*** Opening of SUPPLIED INFORMATION ***
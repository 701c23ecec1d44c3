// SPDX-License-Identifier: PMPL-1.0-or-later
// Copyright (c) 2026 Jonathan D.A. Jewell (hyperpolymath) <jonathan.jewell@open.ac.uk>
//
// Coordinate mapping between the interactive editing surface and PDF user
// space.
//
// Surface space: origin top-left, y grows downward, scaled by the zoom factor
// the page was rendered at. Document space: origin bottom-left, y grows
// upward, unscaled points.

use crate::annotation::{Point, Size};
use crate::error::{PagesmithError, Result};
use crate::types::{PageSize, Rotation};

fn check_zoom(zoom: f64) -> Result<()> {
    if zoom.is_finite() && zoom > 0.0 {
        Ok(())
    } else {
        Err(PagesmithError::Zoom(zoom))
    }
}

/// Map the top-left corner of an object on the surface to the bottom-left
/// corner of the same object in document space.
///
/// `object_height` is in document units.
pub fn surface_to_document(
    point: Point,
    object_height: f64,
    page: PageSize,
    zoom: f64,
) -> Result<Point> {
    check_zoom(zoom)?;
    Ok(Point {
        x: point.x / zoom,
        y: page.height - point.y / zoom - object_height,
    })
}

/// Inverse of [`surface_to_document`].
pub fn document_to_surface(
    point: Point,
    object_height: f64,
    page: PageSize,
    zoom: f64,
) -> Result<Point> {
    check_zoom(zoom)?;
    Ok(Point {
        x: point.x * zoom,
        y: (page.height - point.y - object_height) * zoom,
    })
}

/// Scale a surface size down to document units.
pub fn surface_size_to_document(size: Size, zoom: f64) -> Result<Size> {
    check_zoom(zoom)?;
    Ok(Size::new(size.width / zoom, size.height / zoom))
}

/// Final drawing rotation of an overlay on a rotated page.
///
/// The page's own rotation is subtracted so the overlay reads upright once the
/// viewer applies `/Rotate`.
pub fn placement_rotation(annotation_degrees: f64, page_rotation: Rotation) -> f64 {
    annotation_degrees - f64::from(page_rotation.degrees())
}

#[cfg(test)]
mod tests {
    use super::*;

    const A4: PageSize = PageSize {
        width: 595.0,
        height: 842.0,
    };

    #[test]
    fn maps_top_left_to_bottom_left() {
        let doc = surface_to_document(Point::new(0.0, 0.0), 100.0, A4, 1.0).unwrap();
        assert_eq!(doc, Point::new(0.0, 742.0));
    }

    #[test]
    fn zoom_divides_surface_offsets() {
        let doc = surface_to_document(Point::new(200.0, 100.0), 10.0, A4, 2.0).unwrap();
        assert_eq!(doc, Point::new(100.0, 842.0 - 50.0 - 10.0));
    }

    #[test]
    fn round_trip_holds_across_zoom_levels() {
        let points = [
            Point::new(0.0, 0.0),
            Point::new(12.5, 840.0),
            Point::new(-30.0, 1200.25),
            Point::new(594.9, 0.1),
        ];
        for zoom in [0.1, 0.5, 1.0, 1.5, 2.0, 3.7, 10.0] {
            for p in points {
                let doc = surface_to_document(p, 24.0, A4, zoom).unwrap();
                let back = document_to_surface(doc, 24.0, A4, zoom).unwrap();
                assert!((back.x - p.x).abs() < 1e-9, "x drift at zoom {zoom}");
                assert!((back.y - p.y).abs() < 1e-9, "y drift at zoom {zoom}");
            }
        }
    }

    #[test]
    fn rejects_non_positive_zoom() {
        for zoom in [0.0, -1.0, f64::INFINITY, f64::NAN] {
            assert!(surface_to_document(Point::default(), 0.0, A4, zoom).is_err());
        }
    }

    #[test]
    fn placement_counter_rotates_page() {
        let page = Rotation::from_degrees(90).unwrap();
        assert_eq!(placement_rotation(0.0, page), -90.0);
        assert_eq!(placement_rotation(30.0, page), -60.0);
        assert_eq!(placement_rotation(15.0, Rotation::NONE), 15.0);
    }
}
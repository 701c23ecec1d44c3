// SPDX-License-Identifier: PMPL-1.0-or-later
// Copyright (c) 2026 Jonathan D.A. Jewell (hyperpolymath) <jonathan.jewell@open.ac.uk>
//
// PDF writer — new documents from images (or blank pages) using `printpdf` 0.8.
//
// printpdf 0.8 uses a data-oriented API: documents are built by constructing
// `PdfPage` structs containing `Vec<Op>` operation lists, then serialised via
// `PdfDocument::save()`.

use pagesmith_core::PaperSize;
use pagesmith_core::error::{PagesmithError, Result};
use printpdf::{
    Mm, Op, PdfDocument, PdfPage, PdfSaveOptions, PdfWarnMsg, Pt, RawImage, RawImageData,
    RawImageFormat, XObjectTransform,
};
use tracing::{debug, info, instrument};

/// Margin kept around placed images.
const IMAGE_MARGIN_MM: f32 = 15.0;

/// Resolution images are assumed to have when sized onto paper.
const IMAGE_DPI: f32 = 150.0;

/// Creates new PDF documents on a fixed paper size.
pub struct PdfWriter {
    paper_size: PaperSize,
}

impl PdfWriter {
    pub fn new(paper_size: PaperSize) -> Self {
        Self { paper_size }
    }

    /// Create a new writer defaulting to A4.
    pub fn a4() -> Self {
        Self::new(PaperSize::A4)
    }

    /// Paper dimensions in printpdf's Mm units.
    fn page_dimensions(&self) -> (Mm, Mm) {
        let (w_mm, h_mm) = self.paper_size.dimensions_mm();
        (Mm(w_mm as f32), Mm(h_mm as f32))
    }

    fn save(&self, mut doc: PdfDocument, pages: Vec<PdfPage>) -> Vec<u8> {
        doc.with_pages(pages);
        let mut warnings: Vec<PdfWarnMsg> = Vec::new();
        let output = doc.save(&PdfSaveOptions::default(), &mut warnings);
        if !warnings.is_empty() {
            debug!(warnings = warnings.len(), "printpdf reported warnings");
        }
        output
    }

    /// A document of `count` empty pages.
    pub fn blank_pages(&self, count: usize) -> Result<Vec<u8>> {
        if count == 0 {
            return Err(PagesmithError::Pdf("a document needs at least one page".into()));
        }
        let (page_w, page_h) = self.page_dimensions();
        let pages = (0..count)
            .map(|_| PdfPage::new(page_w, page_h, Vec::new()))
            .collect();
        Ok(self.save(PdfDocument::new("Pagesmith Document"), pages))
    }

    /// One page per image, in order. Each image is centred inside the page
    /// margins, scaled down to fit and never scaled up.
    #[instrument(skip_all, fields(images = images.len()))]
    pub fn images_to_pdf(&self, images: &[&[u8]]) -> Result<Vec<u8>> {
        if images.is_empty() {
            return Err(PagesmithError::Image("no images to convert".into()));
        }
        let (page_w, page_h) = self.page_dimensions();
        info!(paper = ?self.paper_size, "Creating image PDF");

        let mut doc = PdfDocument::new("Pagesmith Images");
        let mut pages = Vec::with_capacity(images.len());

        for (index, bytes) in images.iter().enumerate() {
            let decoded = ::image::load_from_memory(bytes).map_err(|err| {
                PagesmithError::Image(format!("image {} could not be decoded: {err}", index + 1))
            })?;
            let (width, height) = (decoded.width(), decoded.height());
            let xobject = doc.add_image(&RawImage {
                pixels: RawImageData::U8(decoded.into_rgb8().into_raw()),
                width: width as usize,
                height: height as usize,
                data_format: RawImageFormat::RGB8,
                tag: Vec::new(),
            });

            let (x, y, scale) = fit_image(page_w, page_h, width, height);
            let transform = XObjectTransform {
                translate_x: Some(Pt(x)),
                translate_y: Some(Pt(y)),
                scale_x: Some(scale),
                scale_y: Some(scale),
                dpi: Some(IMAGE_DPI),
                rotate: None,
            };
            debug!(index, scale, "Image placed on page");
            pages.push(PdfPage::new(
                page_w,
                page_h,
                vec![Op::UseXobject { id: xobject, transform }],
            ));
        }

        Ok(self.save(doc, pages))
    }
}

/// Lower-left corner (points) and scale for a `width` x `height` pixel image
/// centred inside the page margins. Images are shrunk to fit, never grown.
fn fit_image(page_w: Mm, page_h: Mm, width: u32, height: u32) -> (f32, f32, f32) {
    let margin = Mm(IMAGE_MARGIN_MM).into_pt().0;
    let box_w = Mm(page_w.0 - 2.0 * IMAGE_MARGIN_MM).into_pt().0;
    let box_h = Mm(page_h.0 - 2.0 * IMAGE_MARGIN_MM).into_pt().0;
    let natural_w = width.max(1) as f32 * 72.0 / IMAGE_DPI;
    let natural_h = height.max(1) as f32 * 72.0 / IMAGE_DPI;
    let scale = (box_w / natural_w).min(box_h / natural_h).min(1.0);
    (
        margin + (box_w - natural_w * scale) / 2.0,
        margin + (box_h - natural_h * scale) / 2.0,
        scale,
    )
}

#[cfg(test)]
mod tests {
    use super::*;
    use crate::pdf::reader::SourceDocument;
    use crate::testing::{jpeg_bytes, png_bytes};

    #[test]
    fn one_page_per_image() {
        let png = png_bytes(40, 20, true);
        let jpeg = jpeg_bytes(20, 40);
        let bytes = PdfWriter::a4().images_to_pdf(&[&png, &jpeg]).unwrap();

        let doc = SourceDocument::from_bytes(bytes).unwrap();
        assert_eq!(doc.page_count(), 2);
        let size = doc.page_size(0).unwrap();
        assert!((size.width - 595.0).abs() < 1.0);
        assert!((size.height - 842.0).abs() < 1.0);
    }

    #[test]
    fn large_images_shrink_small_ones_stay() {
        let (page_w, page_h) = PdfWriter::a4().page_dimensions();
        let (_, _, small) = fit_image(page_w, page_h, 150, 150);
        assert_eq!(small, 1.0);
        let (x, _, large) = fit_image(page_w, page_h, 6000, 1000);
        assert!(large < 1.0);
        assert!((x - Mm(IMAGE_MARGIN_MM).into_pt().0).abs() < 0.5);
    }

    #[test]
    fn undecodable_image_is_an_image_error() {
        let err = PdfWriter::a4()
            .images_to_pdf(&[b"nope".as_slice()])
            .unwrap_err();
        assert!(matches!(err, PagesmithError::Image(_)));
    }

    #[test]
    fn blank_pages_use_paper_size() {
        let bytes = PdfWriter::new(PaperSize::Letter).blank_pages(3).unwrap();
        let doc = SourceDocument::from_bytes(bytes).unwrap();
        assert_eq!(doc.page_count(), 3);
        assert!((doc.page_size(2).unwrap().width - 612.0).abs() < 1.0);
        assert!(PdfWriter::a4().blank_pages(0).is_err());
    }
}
*** Close of SUPPLIED INFORMATION ***
* [WHAT THE TASK REQUIRES] Where the line containing "assert_eq!(doc.page_count(), 3);" appears in the records above, begin copying and continue through the last line; copy each line exactly and include no others.

* [RESPONSE]
        assert_eq!(doc.page_count(), 3);
        assert!((doc.page_size(2).unwrap().width - 612.0).abs() < 1.0);
        assert!(PdfWriter::a4().blank_pages(0).is_err());
    }
}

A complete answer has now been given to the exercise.